### INSTRUCTIONS FOR THE TASK
Write the records out again, unchanged.

### RECORDED DATA

//! Sandboxed command surface
//!
//! A line of text can only reach three names: `Vector2D`, `engine` and `obj`.
//! It is tokenized, parsed into [`Command`]s and run against the engine.

pub mod interpreter;
pub mod lexer;
pub mod parser;

pub use interpreter::{CommandInterpreter, Value};
pub use parser::{Command, Expr, parse};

### TASK RESULT
//! Sandboxed command surface
//!
//! A line of text can only reach three names: `Vector2D`, `engine` and `obj`.
//! It is tokenized, parsed into [`Command`]s and run against the engine.

pub mod interpreter;
pub mod lexer;
pub mod parser;

pub use interpreter::{CommandInterpreter, Value};
pub use parser::{Command, Expr, parse};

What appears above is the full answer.